Texte et photos de David Jackson de l’association Path of the Paddle. Lieu : Path of the Paddle sur le sentier Maukinak.

Nous avons quitté Vermillion Bay ravitaillés. Le sentier nous ayant endurcis, nous sommes partis convaincus de pouvoir tout affronter. Nous nous sommes donc lancés dans le labyrinthe du lac Eagle et nous avons pagayé jusqu’en fin d’après-midi, au moment où le soleil laissait sa place à une pleine lune qui nous servit de guide jusque dans la nuit. Sachant que, sur un lac de cette taille, les vents pouvaient nous empêcher de progresser pendant des jours, nous avons maintenu un rythme effréné jusqu’aux eaux étroites du sentier Maukinak. Et même si nous avancions, nous savions qu’un grand défi d’endurance nous attendait, car en quittant Vermillion Bay, nous n’avions que 9 jours pour franchir près de 300 kilomètres et effectuer 64 portages jusqu’à Atikokan, lieu de notre ravitaillement suivant.

Pendant neuf jours, donc, nous avons pagayé jusqu’à ce que de petits panneaux blancs du Sentier Transcanadien apparaissent. Nous déchargions alors nos canots et transportions notre matériel sur le sentier. Nous avons dû faire chaque portage trois fois – deux fois chargés de matériel, une fois les mains vides – avant de replacer tous nos biens dans les embarcations de l’autre côté et de reprendre les pagaies.

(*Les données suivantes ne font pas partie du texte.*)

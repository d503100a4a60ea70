//! Error types for verve_app

use thiserror::Error;

/// Errors that can occur assembling or driving the site
#[derive(Error, Debug)]
pub enum VerveError {
    /// Site configuration failed to parse or validate
    #[error("config error: {0}")]
    Config(String),

    /// A navigation anchor that matches no mounted section
    #[error("unknown anchor: {0}")]
    UnknownAnchor(String),

    /// Generic error
    #[error("{0}")]
    Other(String),
}

impl From<toml::de::Error> for VerveError {
    fn from(err: toml::de::Error) -> Self {
        VerveError::Config(err.to_string())
    }
}

impl From<anyhow::Error> for VerveError {
    fn from(err: anyhow::Error) -> Self {
        VerveError::Other(err.to_string())
    }
}

/// Result type for verve_app operations
pub type Result<T> = std::result::Result<T, VerveError>;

Certains jours, nous devions effectuer de 10 à 12 portages, totalisant près de 3 kilomètres de sentier, ce qui signifiait pour nous une marche de 9 kilomètres, en plus des 30 kilomètres de distance réelle que nous devions franchir quotidiennement pour respecter notre calendrier.  Nous avons vite réalisé qu’il nous faudrait sortir quelque peu des sentiers battus, car ces derniers prennent beaucoup de temps, en plus d’être physiquement éprouvants. Et pour corser les choses un peu, des orages ont commencé à faire rage. Et même si nous avons souvent supposé que les éclairs, le vent et la pluie allaient finir par se calmer, le temps allait en fait rarement s’améliorer pendant les trois semaines à venir.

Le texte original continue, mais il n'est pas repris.